13. The judge did not accept that this would necessarily be the case. Not all Muslims in Bangladesh are practising. If Bangladesh is regarded as culturally and inherently Islamic, then the appellant had grown up there and had always lived there with the views that he has. There was no question that he and his family had been able to participate in society. Even if she accepted that liberal views might be frowned upon by some, the evidence showed that it was not reasonably likely that it would lead to lead to serious ill-treatment by anyone other than an individual non-state actor. In such circumstances, it had not been show that he could not seek sufficient state protection and/or that it would be unreasonable or unduly harsh to relocate to another area [50].
14. For these reasons, the judge concluded that the appellant had not shown on the lower standard of proof that he had a well-founded fear of persecution as an atheist [51].
Upper Tribunal appeal
15. The appellant applied for permission to appeal to the Upper Tribunal on the following grounds:
(i) The First-tier Tribunal misdirected itself in law in relation to the assessment of persecution with reference to the principles outlined in HJ (Iran) v SSHD [2011] 1 AC 595 and WA (Pakistan) v SSHD [2019] EWCA Civ 302.

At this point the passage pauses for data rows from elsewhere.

mod command_runner;
mod prompter;
mod reporter;

pub use command_runner::{CommandOutput, CommandRequest, CommandRunnerPort};
pub use prompter::{PrompterPort, TextValidator};
pub use reporter::ReporterPort;
//! Install command presentation.

use std::path::PathBuf;

use super::{print_banner, print_list};
use crate::app::api::{self, InstallOptions, InstallOutcome, SelfTest};
use crate::domain::AppError;

pub fn run_install(force: bool, config: Option<PathBuf>) -> Result<(), AppError> {
    println!();
    println!("🚀 Claude Code Status Line Setup");
    println!();

    let report = match api::install(InstallOptions { force, config }) {
        Ok(InstallOutcome::Installed(report)) => report,
        Ok(InstallOutcome::Cancelled) => return Ok(()),
        Err(e) => {
            print_troubleshooting();
            return Err(e);
        }
    };

    print_banner("✅ Installation Complete!");
    println!("Your status line will show:");
    println!("🕐 Time | 🤖 Claude Model | 🌿 Git Branch | 💰 Daily Cost");
    println!();
    if !report.cost_tracking {
        println!("ℹ️  Cost tracking shows N/A until ccusage is installed (brew install ccusage)");
        println!();
    }
    if let SelfTest::Failed(_) = report.self_test {
        println!("⚠️  The installation test did not pass; run `claude-status test --verbose`");
        println!();
    }
    print_list(
        "📝 Next steps:",
        &[
            "Restart Claude Code to see the new status line",
            "Run `claude-status test` to verify everything works",
            "Run `claude-status config` to customize settings",
        ],
    );
    Ok(())
}

fn print_troubleshooting() {
    println!();
    print_list(
        "💡 Troubleshooting:",
        &[
            "Ensure you have admin privileges",
            "Check your internet connection",
            "Run `claude-status test` for more details",
        ],
    );
}
use std::env::consts::OS;

use crate::domain::StatuslinePaths;
use crate::ports::{CommandRunnerPort, PrompterPort, ReporterPort};

/// Application context holding dependencies for command execution.
pub struct AppContext<C: CommandRunnerPort, P: PrompterPort, R: ReporterPort> {
    paths: StatuslinePaths,
    commands: C,
    prompter: P,
    reporter: R,
    platform: String,
}

impl<C: CommandRunnerPort, P: PrompterPort, R: ReporterPort> AppContext<C, P, R> {
    /// Create a new application context for the host platform.
    pub fn new(paths: StatuslinePaths, commands: C, prompter: P, reporter: R) -> Self {
        Self { paths, commands, prompter, reporter, platform: OS.to_string() }
    }

    /// Override the detected platform name.
    pub fn with_platform(mut self, platform: impl Into<String>) -> Self {
        self.platform = platform.into();
        self
    }

    pub fn paths(&self) -> &StatuslinePaths {
        &self.paths
    }

    /// Get a reference to the command runner.
    pub fn commands(&self) -> &C {
        &self.commands
    }

    /// Get a reference to the interactive prompter.
    pub fn prompter(&self) -> &P {
        &self.prompter
    }

    pub fn reporter(&self) -> &R {
        &self.reporter
    }

    pub fn platform(&self) -> &str {
        &self.platform
    }
}
/// External command this tool depends on.
#[derive(Debug, Clone, Copy, PartialEq, Eq)]
pub enum Tool {
    Homebrew,
    Jq,
    Ccusage,
    Git,
}

impl Tool {
    /// Executable name looked up on the search path.
    pub fn program(&self) -> &'static str {
        match self {
            Tool::Homebrew => "brew",
            Tool::Jq => "jq",
            Tool::Ccusage => "ccusage",
            Tool::Git => "git",
        }
    }

    pub fn display_name(&self) -> &'static str {
        match self {
            Tool::Homebrew => "Homebrew",
            Tool::Jq => "jq",
            Tool::Ccusage => "ccusage",
            Tool::Git => "git",
        }
    }
}

/// Snapshot of the host environment.
#[derive(Debug, Clone, PartialEq, Eq)]
pub struct SystemInfo {
    pub platform: String,
    pub is_macos: bool,
    pub homebrew: bool,
    pub jq: bool,
    pub ccusage: bool,
    pub git: bool,
}

impl SystemInfo {
    pub fn has(&self, tool: Tool) -> bool {
        match tool {
            Tool::Homebrew => self.homebrew,
            Tool::Jq => self.jq,
            Tool::Ccusage => self.ccusage,
            Tool::Git => self.git,
        }
    }
}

(ii) The First-tier Tribunal gave inadequate reasons for finding that there would be adequate state protection and/or that it would reasonable to expect the appellant to access internal relocation.
(iii) The First-tier Tribunal irrationally conflated the appellant with ‘non-practising Muslims’ generally.
16. First-tier Tribunal Judge Boyes granted permission to appeal to the Upper Tribunal in an order dated 25 January 2024.
17. I have considered the First-tier Tribunal decision, the documentation that was before the First-tier Tribunal, the grounds of appeal, and the submissions made at the hearing before coming to a decision in this appeal. It is not necessary to summarise the oral submissions because they are a matter of record, but I will refer to any relevant arguments in my decision.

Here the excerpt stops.